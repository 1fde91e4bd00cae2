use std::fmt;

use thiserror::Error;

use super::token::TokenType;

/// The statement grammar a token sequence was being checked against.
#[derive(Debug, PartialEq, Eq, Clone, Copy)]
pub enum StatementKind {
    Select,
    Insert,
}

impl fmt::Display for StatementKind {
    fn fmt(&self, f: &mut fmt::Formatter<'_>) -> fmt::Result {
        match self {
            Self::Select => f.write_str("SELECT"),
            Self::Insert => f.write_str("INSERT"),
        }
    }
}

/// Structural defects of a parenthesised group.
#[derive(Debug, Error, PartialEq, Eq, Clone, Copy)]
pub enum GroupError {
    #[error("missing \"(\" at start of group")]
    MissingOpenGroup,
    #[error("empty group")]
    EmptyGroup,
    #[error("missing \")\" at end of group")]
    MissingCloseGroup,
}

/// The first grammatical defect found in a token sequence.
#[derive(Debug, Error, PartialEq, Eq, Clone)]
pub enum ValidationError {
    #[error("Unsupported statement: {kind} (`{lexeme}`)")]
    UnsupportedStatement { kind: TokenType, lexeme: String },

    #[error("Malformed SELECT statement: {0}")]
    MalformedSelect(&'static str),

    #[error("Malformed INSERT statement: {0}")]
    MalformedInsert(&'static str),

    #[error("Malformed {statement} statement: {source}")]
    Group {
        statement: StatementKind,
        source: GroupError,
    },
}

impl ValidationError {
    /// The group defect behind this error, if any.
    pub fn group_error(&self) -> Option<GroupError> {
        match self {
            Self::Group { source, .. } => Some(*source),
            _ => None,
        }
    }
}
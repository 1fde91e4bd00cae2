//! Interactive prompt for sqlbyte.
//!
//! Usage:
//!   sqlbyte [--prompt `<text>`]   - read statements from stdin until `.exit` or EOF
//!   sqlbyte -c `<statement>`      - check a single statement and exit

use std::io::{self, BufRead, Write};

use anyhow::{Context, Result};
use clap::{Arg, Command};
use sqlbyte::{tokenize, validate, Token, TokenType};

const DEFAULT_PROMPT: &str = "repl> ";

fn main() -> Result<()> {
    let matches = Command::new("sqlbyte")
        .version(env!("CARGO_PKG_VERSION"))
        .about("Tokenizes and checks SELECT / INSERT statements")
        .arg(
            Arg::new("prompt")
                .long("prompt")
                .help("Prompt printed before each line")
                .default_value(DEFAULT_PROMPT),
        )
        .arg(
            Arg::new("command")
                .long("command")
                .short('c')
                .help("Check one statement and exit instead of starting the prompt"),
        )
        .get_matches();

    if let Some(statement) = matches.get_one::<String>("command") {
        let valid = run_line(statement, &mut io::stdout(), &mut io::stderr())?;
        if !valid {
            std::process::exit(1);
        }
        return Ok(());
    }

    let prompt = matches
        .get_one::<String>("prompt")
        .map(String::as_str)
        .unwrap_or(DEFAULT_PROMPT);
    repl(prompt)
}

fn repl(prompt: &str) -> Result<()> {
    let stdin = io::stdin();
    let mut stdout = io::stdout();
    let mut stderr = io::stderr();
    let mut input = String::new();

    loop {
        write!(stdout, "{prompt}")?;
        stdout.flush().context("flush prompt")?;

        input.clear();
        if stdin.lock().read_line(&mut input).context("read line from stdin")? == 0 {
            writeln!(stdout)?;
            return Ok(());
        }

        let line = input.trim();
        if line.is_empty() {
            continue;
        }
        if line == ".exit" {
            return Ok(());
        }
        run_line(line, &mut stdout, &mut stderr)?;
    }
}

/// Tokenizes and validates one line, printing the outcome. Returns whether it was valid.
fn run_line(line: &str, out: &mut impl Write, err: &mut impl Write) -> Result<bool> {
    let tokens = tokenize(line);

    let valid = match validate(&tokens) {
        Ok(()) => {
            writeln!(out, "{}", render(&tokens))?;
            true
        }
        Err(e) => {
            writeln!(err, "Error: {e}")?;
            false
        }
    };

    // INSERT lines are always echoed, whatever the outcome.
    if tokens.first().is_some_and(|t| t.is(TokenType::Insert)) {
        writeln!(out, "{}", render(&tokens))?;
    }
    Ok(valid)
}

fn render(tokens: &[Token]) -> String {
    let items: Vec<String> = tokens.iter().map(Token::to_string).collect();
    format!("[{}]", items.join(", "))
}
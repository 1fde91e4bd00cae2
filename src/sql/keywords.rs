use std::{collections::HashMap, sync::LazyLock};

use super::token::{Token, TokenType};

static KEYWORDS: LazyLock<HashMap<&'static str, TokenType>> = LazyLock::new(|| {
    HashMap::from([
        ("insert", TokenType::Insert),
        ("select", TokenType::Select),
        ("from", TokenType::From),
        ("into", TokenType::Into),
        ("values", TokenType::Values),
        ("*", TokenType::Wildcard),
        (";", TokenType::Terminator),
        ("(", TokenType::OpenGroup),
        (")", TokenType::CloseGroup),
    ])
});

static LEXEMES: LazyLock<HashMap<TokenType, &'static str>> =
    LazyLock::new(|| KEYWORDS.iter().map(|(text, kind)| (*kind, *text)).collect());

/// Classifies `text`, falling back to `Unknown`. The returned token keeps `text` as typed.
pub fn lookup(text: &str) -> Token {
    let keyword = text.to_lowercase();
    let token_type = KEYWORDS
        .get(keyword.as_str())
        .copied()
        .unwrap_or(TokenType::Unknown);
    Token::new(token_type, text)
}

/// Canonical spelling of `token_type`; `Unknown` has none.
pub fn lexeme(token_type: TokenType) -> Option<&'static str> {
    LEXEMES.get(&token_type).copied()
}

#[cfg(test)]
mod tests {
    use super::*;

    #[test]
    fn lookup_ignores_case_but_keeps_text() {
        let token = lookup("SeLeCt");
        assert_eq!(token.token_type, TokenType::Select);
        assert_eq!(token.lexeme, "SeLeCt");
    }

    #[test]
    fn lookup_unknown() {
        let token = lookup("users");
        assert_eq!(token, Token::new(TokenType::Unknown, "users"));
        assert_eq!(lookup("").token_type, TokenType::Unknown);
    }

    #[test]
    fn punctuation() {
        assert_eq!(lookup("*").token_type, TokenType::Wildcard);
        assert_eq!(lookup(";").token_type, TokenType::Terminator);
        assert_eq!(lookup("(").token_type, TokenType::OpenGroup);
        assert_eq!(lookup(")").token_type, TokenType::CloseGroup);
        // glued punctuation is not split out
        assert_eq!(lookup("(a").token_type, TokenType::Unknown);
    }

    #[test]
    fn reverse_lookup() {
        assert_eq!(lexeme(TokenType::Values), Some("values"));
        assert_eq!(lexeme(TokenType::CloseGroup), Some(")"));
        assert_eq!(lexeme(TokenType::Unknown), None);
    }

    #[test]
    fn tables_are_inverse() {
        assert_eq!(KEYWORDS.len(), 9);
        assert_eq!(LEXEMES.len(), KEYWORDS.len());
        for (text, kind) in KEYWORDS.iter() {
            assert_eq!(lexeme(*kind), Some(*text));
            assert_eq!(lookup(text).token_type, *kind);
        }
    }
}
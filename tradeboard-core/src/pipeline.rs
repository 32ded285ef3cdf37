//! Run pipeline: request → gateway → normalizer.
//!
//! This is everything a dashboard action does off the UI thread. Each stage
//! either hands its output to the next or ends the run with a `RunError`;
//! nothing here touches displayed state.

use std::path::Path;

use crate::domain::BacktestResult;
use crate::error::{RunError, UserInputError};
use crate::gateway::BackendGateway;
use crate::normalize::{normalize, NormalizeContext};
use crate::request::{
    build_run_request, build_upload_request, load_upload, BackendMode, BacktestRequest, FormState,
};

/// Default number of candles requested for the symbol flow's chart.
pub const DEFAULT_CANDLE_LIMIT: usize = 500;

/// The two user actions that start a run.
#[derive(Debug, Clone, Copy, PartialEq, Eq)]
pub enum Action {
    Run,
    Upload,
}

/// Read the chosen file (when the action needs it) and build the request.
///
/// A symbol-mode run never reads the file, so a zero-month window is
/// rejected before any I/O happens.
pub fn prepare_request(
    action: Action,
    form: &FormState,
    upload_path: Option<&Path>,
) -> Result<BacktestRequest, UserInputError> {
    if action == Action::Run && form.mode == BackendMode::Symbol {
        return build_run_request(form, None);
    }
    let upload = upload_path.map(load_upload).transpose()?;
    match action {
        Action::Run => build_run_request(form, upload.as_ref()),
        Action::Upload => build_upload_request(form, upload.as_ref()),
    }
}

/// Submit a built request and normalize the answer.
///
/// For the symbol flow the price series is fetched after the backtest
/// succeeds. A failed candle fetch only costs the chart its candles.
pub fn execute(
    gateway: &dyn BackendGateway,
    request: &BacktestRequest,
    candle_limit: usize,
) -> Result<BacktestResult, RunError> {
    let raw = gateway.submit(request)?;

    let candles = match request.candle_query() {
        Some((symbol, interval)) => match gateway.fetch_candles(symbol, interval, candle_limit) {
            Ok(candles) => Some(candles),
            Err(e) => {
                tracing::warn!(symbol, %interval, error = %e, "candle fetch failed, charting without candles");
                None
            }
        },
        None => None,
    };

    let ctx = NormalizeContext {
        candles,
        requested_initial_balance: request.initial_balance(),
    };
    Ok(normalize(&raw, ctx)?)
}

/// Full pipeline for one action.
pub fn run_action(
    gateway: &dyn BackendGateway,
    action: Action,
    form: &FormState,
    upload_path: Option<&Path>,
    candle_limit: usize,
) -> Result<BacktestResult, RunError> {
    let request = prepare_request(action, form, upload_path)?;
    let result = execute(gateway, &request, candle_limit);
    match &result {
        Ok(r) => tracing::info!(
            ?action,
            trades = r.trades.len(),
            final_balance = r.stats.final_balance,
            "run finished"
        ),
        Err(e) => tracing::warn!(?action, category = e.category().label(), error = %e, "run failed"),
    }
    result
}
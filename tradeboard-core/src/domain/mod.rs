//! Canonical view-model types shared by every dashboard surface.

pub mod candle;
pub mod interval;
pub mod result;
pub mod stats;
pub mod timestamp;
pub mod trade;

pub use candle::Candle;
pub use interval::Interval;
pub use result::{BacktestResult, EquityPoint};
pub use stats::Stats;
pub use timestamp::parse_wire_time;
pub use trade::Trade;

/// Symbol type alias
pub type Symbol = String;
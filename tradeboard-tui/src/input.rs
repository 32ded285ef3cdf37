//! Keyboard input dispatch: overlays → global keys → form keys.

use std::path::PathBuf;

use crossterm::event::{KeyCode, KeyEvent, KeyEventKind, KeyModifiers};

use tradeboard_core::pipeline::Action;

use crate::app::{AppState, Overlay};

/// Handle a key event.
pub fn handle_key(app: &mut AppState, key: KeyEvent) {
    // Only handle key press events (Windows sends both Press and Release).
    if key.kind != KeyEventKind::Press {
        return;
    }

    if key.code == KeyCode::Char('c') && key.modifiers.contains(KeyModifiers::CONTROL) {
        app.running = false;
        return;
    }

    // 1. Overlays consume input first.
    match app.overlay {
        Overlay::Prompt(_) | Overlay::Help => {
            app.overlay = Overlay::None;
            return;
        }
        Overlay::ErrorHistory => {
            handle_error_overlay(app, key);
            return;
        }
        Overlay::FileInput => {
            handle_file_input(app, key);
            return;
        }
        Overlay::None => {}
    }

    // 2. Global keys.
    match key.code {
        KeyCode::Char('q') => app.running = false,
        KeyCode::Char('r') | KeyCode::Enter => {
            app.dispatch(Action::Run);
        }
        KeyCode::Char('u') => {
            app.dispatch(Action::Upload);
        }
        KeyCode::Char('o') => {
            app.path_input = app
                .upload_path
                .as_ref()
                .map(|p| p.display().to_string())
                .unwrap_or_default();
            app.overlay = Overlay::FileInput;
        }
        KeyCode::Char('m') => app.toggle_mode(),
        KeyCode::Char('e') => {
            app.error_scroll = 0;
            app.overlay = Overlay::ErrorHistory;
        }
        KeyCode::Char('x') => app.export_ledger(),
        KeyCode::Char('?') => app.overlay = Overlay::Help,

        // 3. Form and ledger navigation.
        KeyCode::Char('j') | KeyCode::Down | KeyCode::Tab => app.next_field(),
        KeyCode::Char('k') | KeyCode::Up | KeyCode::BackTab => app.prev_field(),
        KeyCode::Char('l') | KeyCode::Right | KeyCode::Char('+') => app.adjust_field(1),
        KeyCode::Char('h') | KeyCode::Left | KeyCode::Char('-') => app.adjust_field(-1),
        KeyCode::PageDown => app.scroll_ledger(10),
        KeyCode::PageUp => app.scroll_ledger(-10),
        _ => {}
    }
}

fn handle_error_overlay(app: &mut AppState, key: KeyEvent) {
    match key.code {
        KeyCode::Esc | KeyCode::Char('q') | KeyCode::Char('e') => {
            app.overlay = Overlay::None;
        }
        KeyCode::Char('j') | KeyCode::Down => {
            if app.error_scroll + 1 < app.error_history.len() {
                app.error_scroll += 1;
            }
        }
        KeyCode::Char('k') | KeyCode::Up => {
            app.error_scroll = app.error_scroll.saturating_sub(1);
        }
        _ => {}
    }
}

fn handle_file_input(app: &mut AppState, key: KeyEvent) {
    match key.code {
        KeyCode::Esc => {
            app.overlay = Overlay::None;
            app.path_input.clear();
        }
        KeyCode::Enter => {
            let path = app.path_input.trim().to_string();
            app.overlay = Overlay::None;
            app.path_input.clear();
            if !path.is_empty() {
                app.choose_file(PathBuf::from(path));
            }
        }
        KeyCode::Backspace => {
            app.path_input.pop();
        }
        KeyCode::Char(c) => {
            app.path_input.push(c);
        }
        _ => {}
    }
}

* YOUR GOAL
Whenever the string "outcome" shows up in a line of the records, copy that line.

* EXPECTED OUTPUT
/// Tokenizes and validates one line, printing the outcome. Returns whether it was valid.
    // INSERT lines are always echoed, whatever the outcome.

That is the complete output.